In 1871, Adams received a patent on a gum-making machine and began mass-producing chicle-based gum. His first product ("Snapping and Stretching") was pure chicle with no flavoring, but sold well enough to encourage Adams in his plans. He began to experiment with flavorings, beginning with sarsaparilla. In 1884, he began adding licorice flavoring and called his invention Adams' Black Jack, the first flavored gum in the U.S. It was also the first gum to be offered in sticks.

Black Jack Gum was sold well into the 1970s, when production ceased due to slow sales. It was re-introduced in 1986 and again in 2019.

== Ownership ==
Warner–Lambert acquired the American Chicle Company, including the Adams brand, in 1962. The American Chicle Company was renamed to Adams in 1997. Pfizer, which had bought Warner-Lambert in 2000, sold Adams and all of Pfizer's other candy brands to Cadbury in 2003. This unit became Cadbury Adams.

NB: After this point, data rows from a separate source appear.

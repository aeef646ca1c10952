//! Course models

use chrono::{DateTime, Utc};
use common::validation::require;
use serde::{Deserialize, Serialize};
use std::fmt;
use std::str::FromStr;
use uuid::Uuid;

use super::optional_text;

/// Accent color used when a course does not pick one
pub const DEFAULT_COURSE_COLOR: &str = "var(--chart-1)";

const LEVEL_MESSAGE: &str = "Level must be Beginner, Intermediate, or Advanced";

#[derive(Debug, Clone, Copy, PartialEq, Eq, Serialize, Deserialize)]
pub enum CourseLevel {
    Beginner,
    Intermediate,
    Advanced,
}

impl CourseLevel {
    pub fn as_str(&self) -> &'static str {
        match self {
            CourseLevel::Beginner => "Beginner",
            CourseLevel::Intermediate => "Intermediate",
            CourseLevel::Advanced => "Advanced",
        }
    }
}

impl fmt::Display for CourseLevel {
    fn fmt(&self, f: &mut fmt::Formatter<'_>) -> fmt::Result {
        f.write_str(self.as_str())
    }
}

impl FromStr for CourseLevel {
    type Err = String;

    fn from_str(s: &str) -> Result<Self, Self::Err> {
        match s {
            "Beginner" => Ok(CourseLevel::Beginner),
            "Intermediate" => Ok(CourseLevel::Intermediate),
            "Advanced" => Ok(CourseLevel::Advanced),
            _ => Err(LEVEL_MESSAGE.to_string()),
        }
    }
}

/// Course entity
#[derive(Debug, Clone, PartialEq, Serialize)]
#[serde(rename_all = "camelCase")]
pub struct Course {
    #[serde(rename = "_id")]
    pub id: Uuid,
    pub title: String,
    pub description: String,
    pub details: String,
    pub instructor: String,
    pub level: CourseLevel,
    pub duration: String,
    #[serde(skip_serializing_if = "Option::is_none")]
    pub image: Option<String>,
    pub color: String,
    pub interesting_students: i64,
    pub created_at: DateTime<Utc>,
    pub updated_at: DateTime<Utc>,
}

/// Course fields as submitted to the add and update endpoints
#[derive(Debug, Clone, Default, Deserialize)]
#[serde(rename_all = "camelCase")]
pub struct CourseInput {
    pub title: Option<String>,
    pub description: Option<String>,
    pub details: Option<String>,
    pub instructor: Option<String>,
    pub level: Option<String>,
    pub duration: Option<String>,
    pub image: Option<String>,
    pub color: Option<String>,
}

/// Every mutable course field, validated and defaulted
#[derive(Debug, Clone, PartialEq)]
pub struct CourseFields {
    pub title: String,
    pub description: String,
    pub details: String,
    pub instructor: String,
    pub level: CourseLevel,
    pub duration: String,
    pub image: Option<String>,
    pub color: String,
}

impl CourseInput {
    /// Validate the payload, reporting the first violated constraint
    pub fn validate(&self) -> Result<CourseFields, String> {
        let title = require(self.title.as_deref(), "Title")?;
        let description = require(self.description.as_deref(), "Description")?;
        let instructor = require(self.instructor.as_deref(), "Instructor")?;
        let level = require(self.level.as_deref(), "Level")?.parse()?;
        let duration = require(self.duration.as_deref(), "Duration")?;

        Ok(CourseFields {
            title: title.to_string(),
            description: description.to_string(),
            details: self.details.clone().unwrap_or_default(),
            instructor: instructor.to_string(),
            level,
            duration: duration.to_string(),
            image: optional_text(self.image.as_ref()),
            color: optional_text(self.color.as_ref())
                .unwrap_or_else(|| DEFAULT_COURSE_COLOR.to_string()),
        })
    }
}

/// Direction of an interest counter adjustment
#[derive(Debug, Clone, Copy, PartialEq, Eq)]
pub enum InterestAction {
    Increment,
    Decrement,
}

impl FromStr for InterestAction {
    type Err = String;

    fn from_str(s: &str) -> Result<Self, Self::Err> {
        match s {
            "increment" => Ok(InterestAction::Increment),
            "decrement" => Ok(InterestAction::Decrement),
            _ => Err("Invalid action. Must be increment or decrement".to_string()),
        }
    }
}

In 2019, Gerrit J. Verburg acquired the Black Jack gum brand among several others from Mondelez International, the parent company of Cadbury.

== In popular culture ==

In the Seinfeld episode "The Library", Jerry remembers his high school girlfriend Sherry Becker as an avid chewer of Black Jack, but upon meeting her again she states her distaste for it and insists that she preferred Dentyne.

In the 1990 movie Pump Up The Volume, Christian Slater's character chews Black Jack gum.

In the television series Homeland, the character of acting CIA director Saul Berenson is revealed as chewing a large amount of Black Jack gum during important operations for good luck.

In Season 3 Episode 15 "Three Amigos" of the television series Northern Exposure, Maurice J. Minnifield (Barry Corbin) is given a pack of Black Jack gum by Ruth-Ann (Peg Phillips) the general store owner, to be buried with his newly deceased friend.

In Season 7 episode 2 of the Amazon show Bosch, detective Jamie Edgar (Jamie Hector) is seen chewing Black Jack gum after a late night hangover, which he keeps in his police locker.